--- DATA SUPPLIED ---

"""

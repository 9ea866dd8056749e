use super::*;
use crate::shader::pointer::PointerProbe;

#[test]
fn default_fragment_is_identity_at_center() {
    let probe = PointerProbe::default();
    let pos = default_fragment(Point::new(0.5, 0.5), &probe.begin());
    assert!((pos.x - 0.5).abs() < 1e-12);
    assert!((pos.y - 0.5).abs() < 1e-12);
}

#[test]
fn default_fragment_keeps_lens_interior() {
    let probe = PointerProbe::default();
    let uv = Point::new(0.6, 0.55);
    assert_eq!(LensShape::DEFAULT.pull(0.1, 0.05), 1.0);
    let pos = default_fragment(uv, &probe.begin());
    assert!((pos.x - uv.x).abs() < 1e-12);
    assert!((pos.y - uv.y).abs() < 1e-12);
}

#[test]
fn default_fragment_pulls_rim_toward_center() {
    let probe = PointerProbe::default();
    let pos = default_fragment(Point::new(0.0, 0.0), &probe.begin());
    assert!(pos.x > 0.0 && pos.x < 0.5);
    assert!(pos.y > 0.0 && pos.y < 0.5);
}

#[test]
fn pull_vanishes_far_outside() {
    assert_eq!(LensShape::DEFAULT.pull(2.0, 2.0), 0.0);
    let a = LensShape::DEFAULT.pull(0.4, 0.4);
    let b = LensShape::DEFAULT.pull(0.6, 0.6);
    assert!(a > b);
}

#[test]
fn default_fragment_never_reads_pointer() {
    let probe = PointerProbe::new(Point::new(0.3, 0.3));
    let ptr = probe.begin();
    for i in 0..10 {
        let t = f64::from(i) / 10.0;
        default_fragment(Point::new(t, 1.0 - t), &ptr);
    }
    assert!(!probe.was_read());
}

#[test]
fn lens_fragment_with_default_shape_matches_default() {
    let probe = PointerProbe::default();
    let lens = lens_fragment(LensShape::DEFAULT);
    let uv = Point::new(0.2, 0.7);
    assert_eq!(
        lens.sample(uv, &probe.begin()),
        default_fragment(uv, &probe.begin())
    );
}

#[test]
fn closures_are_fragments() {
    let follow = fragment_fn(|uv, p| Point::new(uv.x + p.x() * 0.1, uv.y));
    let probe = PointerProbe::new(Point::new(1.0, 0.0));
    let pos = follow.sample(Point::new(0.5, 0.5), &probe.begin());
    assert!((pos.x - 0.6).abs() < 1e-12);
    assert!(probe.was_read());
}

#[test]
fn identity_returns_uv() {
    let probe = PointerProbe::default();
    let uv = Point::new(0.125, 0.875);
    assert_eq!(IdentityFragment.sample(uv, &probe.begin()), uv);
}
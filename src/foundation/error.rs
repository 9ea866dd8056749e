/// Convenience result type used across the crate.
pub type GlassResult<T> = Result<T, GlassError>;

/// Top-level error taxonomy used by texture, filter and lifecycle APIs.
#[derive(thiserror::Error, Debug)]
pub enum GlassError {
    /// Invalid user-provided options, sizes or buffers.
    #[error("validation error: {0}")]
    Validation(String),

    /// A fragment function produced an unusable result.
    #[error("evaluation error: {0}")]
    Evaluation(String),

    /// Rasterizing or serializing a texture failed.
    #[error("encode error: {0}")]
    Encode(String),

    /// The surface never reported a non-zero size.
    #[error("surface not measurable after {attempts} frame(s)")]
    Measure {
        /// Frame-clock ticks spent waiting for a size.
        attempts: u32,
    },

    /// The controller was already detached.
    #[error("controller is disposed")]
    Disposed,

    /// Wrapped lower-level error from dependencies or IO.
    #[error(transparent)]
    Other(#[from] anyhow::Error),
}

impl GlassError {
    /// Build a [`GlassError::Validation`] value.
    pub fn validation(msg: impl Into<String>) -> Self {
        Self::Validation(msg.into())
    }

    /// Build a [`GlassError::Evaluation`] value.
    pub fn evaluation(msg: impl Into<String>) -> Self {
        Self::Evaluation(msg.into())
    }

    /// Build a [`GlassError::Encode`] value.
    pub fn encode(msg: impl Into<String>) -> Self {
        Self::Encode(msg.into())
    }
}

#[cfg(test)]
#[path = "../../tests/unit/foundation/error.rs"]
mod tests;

"""
"""

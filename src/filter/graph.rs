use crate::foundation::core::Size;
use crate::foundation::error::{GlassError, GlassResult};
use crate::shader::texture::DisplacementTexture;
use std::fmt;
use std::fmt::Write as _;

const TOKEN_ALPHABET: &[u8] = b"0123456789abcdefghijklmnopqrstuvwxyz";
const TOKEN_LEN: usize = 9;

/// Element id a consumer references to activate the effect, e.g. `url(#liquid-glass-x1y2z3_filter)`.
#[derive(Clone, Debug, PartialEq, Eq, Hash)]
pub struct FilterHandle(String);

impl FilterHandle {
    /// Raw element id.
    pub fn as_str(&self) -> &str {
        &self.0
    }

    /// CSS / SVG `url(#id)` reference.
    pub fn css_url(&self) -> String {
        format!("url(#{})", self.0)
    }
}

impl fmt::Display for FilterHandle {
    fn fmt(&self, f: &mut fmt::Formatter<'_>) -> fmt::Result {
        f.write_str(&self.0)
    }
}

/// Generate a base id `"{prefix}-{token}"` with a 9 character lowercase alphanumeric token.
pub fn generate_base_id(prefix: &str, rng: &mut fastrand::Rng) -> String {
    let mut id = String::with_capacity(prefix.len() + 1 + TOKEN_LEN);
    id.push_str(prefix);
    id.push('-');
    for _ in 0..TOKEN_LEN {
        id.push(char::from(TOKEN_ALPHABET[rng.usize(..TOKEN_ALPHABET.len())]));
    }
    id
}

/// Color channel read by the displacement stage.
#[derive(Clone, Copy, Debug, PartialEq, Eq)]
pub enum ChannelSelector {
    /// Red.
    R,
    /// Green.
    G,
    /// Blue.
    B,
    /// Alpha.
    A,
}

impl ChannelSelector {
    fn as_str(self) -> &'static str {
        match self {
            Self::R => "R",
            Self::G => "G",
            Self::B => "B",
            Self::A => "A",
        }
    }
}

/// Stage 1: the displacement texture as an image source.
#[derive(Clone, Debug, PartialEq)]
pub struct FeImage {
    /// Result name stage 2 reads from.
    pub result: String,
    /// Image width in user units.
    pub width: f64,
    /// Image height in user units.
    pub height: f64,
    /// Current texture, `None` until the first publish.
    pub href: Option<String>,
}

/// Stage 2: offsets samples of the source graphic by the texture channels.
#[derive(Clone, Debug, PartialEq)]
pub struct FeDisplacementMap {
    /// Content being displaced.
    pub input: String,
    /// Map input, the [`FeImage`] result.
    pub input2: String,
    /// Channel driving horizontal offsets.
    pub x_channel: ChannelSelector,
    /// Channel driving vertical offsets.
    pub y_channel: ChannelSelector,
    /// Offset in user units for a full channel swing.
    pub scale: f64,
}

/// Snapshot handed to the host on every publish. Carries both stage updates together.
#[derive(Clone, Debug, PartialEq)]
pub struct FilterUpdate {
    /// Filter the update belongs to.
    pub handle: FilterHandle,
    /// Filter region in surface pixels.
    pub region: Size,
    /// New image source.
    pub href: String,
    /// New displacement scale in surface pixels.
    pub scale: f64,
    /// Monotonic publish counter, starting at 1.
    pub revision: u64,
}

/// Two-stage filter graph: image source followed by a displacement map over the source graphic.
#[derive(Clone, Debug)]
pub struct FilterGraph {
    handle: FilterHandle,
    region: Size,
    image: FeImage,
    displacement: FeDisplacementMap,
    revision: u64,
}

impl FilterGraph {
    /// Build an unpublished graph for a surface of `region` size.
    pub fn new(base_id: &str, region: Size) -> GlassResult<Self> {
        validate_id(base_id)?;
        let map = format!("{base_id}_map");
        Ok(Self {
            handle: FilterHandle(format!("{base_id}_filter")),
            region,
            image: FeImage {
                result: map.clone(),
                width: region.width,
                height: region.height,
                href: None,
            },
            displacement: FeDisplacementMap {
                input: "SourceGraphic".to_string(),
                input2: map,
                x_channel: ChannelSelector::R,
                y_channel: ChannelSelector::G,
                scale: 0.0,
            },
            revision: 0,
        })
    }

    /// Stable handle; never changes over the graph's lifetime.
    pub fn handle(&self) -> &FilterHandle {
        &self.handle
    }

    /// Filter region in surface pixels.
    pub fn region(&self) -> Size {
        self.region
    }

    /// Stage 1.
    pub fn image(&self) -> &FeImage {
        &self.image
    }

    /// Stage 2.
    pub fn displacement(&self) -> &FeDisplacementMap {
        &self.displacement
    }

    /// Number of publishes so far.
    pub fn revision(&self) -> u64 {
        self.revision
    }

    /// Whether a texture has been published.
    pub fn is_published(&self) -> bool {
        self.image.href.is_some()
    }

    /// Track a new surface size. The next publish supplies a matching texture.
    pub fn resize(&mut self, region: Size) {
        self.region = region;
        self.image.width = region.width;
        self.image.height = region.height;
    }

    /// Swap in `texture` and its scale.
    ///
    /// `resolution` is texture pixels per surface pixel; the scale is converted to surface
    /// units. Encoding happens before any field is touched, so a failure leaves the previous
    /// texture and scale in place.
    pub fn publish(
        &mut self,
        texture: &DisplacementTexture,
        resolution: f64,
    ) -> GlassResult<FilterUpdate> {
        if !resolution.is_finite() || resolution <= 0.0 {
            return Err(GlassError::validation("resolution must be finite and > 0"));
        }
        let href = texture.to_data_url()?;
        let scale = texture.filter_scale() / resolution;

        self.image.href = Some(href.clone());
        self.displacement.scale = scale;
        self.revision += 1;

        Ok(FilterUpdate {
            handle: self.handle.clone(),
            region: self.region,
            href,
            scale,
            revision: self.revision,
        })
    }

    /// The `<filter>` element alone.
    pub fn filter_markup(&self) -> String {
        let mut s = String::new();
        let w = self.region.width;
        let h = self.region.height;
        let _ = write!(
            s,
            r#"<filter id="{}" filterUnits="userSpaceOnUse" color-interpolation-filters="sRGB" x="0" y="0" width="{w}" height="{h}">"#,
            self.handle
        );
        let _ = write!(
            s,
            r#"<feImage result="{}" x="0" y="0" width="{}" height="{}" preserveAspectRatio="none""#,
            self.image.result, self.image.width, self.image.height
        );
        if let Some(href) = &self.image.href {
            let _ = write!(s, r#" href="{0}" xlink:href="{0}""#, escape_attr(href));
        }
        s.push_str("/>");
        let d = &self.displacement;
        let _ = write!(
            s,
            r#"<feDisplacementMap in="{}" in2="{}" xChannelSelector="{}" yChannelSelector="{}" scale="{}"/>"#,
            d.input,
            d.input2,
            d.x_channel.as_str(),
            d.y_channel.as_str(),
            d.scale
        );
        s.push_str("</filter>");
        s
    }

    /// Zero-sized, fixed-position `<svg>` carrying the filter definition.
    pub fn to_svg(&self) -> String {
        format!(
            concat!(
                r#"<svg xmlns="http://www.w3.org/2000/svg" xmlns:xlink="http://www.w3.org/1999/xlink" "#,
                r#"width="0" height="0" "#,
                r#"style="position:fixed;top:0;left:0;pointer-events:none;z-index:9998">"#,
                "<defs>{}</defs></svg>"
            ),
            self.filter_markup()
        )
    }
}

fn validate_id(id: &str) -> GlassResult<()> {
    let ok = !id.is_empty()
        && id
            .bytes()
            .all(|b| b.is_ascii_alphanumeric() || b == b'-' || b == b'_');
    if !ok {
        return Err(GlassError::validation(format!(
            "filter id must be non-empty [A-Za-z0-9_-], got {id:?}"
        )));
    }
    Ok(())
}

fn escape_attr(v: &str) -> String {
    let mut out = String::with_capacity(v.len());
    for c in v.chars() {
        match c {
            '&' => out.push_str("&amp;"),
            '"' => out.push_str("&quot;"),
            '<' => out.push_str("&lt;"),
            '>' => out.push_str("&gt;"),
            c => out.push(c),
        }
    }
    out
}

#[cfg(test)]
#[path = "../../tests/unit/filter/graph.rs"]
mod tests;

"""

--- WORK ORDER ---
Lines of the listing above that include the string "GlassError" should each be copied.

--- RESPONSE ---
pub type GlassResult<T> = Result<T, GlassError>;
pub enum GlassError {
impl GlassError {
    /// Build a [`GlassError::Validation`] value.
    /// Build a [`GlassError::Evaluation`] value.
    /// Build a [`GlassError::Encode`] value.
use crate::foundation::error::{GlassError, GlassResult};
            return Err(GlassError::validation("resolution must be finite and > 0"));
        return Err(GlassError::validation(format!(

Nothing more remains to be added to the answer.